Obama concluyó con una recomendación que le viene como anillo al dedo al grupo en el poder en México y a la derecha en general: no se le atribuya a cualquiera que quiera pescar en el río revuelto de los malos tiempos económicos el calificativo de populista, sólo pueden serlo los que desde tiempo atrás estuvieron y actuaron desde esa trinchera.

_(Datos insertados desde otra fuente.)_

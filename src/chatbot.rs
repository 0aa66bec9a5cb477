//! AI chatbot module - per-user conversations relayed to Gemini.

mod commands;
mod persona;
mod relay;
mod response;
mod split;
mod store;
mod worker;

pub use commands::chatbot_commands;
pub use persona::{PERSONA_PROMPT, build_request, persona_preamble};
pub use relay::{
    CLEARED_MESSAGE, COMMAND_COUNT, FALLBACK_REPLY, NOTHING_TO_CLEAR_MESSAGE, Relay, Requester,
    StatusReport,
};
pub use split::{HARD_LIMIT, SOFT_LIMIT, split_message, split_with_limits};
pub use store::{ConversationEntry, ConversationStore, EXPIRE_HOURS, EntryStats, MAX_TURNS};
pub use worker::{GenerationPool, Generator};
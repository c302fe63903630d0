use axum::{middleware, response::IntoResponse, routing::get, Json, Router};
use tower::ServiceBuilder;
use tower_http::cors::CorsLayer;

use crate::config;

use rand::Rng;
use serde_json::json;

use crate::{
    db::DB,
    errors::{self, on_error},
    state::AppState,
};

pub struct AppParams<R>
where
    R: FnOnce(AppState) -> Router,
{
    pub db: DB,
    pub router: R,
}

pub async fn create<R>(AppParams { db, router }: AppParams<R>) -> errors::Result<Router>
where
    R: FnOnce(AppState) -> Router,
{
    let state = AppState { conn: db };

    let app = Router::new()
        .route("/__version__", get(version))
        .route("/__heartbeat__", get(heartbeat))
        .route("/__lbheartbeat__", get(lbheartbeat))
        .merge(router(state))
        .layer(
            ServiceBuilder::new()
                // any origin, any method, any headers
                .layer(CorsLayer::permissive())
                .layer(middleware::from_fn(on_error)),
        );

    Ok(app)
}

async fn version() -> impl IntoResponse {
    let config = &config();
    Json(json!({
        "source" : config.source,
        "version": config.version,
        "commit" : config.git_commit,
        "build"  : config.pipeline_id
    }))
}

async fn heartbeat() -> impl IntoResponse {
    let mut rng = rand::thread_rng();
    let random: u32 = rng.gen_range(0..=10000);

    Json(json!({
        "status" : "ok",
        "random": random,
    }))
}

async fn lbheartbeat() -> impl IntoResponse {
    ""
}
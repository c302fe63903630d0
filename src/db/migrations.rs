use lazy_static::lazy_static;
use rusqlite_migration::{Migrations, M};

lazy_static! {
    pub static ref MIGRATIONS: Migrations<'static> = Migrations::new(vec![M::up(
        r#"
        CREATE TABLE notes (
            id INTEGER PRIMARY KEY AUTOINCREMENT,

            note TEXT,
            category TEXT NOT NULL DEFAULT 'General',

            created_at DATETIME NOT NULL DEFAULT CURRENT_TIMESTAMP,
            updated_at DATETIME NOT NULL DEFAULT CURRENT_TIMESTAMP,

            completed BOOLEAN
        );
    "#
    ),]);
}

Claramente Obama descalificaba al Trump multimillonario que apenas hoy acaba de descubrir a los trabajadores industriales blancos desplazados por el libre comercio, la migración y la escandalosa concentración de la riqueza.
Sin querer o quizá “sin querer queriendo”, ese Obama que calificó algunas de sus propias políticas de populistas, que legitimó la bandera del populismo y que demandó precisión en la definición del concepto antes de blandirlo como una descalificación en la lucha de intereses, dio una lección que deberían tomar en cuenta Peña Nieto y muchos otros. Mussolini, Hitler o Trump, entre otros, no son populistas y si son perfectos ejemplos de cinismo político extremo, (véase /www.whitehouse.gov/the-press-office/2016/06/30/).